Across mammals, lifespans vary remarkably, spanning over a hundredfold difference. Comparative studies consistently reveal a strong inverse relationship between developmental pace and lifespan, hinting at the potential for early-life interventions (ELIs) to influence aging and lifespan trajectories. Focusing on postnatal interventions in mice, this review explores how ELIs influence development, lifespan, and the underlying mechanisms. Previous ELI studies have employed a diverse array of approaches, including dietary modifications, manipulations of the somatotropic axis, and various chemical treatments. Notably, these interventions have demonstrated significant impacts on aging and lifespan in mice. The underlying mechanisms likely involve pathways related to mitochondrial function, mTOR and AMPK signaling, cellular senescence, and epigenetic alterations. Interestingly, ELI studies may serve as valuable models for investigating the complex regulatory mechanisms of development and aging, particularly regarding the interplay among somatic growth, sexual maturation, and lifespan. In addition, prior research has highlighted the intricacies of experimental design and data interpretation. Factors such as timing, sex-specific effects, administration methods, and animal husbandry practices must be carefully considered to ensure the reliability and reproducibility of results, as well as rigorous interpretation. Addressing these factors is essential for advancing our understanding of how development, aging, and lifespan are regulated, potentially opening avenues for interventions that promote healthy aging.

Figure 1.

Potential impact of the time window on early-life intervention effects on lifespan: The curves represent the 7-day rolling average growth rates (g/day) of female (red) and male (blue) UM-HET3 pups [[62] and unpublished data]. Previous studies on the effects of ELIs are shown for reference (a-g) [23, 25, 30, 52, 53, 59]. Lighter and dark green bars indicate longevity alterations observed in one sex or both sexes.
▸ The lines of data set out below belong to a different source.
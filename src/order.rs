use crate::{
    bag::Bag,
    view::{Error, Result, Traversal},
};

/// Live cursor over the source container in insertion order.
///
/// The only view kind that reads the container directly on each dereference;
/// the borrow keeps the container immutable for as long as the cursor is
/// alive, so the walk can never observe a mid-walk mutation.
#[derive(Debug)]
pub struct Order<'a, T> {
    source: &'a Bag<T>,
    index: usize,
}

// not derived: the cursor is copyable whatever `T` is, it only borrows
impl<T> Copy for Order<'_, T> {}

impl<T> Clone for Order<'_, T> {
    fn clone(&self) -> Self {
        *self
    }
}

impl<'a, T> Order<'a, T> {
    /// [`Error::InvalidSource`] when handed no container.
    pub fn from_source(source: Option<&'a Bag<T>>, index: usize) -> Result<Self> {
        let source = source.ok_or(Error::InvalidSource)?;
        Ok(Order { source, index })
    }

    pub(crate) fn begin(source: &'a Bag<T>) -> Self {
        Order { source, index: 0 }
    }

    pub(crate) fn end(source: &'a Bag<T>) -> Self {
        Order {
            source,
            index: source.len(),
        }
    }
}

impl<T> Traversal for Order<'_, T> {
    type Item = T;

    fn current(&self) -> Result<&T> {
        self.source
            .as_slice()
            .get(self.index)
            .ok_or(Error::Exhausted)
    }

    fn advance(&mut self) -> Result<()> {
        if self.index >= self.source.len() {
            return Err(Error::Exhausted);
        }
        self.index += 1;
        Ok(())
    }
}

/// Equal only when both cursors watch the same container instance, at the
/// same position.
impl<T> PartialEq for Order<'_, T> {
    fn eq(&self, other: &Self) -> bool {
        std::ptr::eq(self.source, other.source) && self.index == other.index
    }
}

impl<T> Eq for Order<'_, T> {}

#[cfg(test)]
mod order_test {
    use super::*;
    use crate::view::walk;
    use pretty_assertions::assert_eq;

    #[test]
    fn empty_begin_equals_end() {
        let bag: Bag<i32> = Bag::new();
        assert_eq!(bag.begin_order(), bag.end_order());
    }

    #[test]
    fn matches_push_sequence() {
        let bag: Bag<i32> = [5, 3, 8].into_iter().collect();
        let got = walk(bag.begin_order(), &bag.end_order()).unwrap();
        assert_eq!(got, vec![5, 3, 8]);
    }

    #[test]
    fn cursor_sanity() {
        let bag: Bag<i32> = [1, 2].into_iter().collect();
        let mut a = bag.begin_order();
        let b = bag.begin_order();
        assert_eq!(a, b);
        assert_eq!(a.current(), Ok(&1));
        a.advance().unwrap();
        assert_eq!(a.current(), Ok(&2));
        assert_ne!(a, b);
    }

    #[test]
    fn distinct_containers_never_compare_equal() {
        let a: Bag<i32> = [1].into_iter().collect();
        let b: Bag<i32> = [1].into_iter().collect();
        assert_ne!(a.begin_order(), b.begin_order());
    }

    #[test]
    fn exhaustion_is_guarded() {
        let bag: Bag<i32> = [9].into_iter().collect();
        let end = bag.end_order();
        assert_eq!(end.current(), Err(Error::Exhausted));

        let mut cursor = bag.begin_order();
        cursor.advance().unwrap();
        assert_eq!(cursor.advance(), Err(Error::Exhausted));
    }

    #[test]
    fn absent_source_is_rejected() {
        assert_eq!(
            Order::<i32>::from_source(None, 0).unwrap_err(),
            Error::InvalidSource
        );
    }
}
Black dot bars indicate no significant change in lifespan. a. Rapamycin treatment, days 1 to 45, increased the longevity of male UM-HET3 mice. b. CR in the first 3 weeks extended the lifespan of male UM-HET3 mice. c. Metformin treatment at day 3, 5, 7 extended lifespans of 129S males. d. Rapamycin treatment, day 4 to 30, significantly extended the lifespan of male and female CD1 mice. e. GH treatment, day 14 to 56, significantly reduced the lifespan of female and male AD mice. f. GH treatment, day 28 to 105, did not alter the lifespan of Snell dwarf mice. g. Rapamycin treatment, day 30 to 60, did not alter the lifespan of CD1 mice. The VO and PS of UM-HET3 pups, occur between day 21 to 43 and day 24 to 30 [62].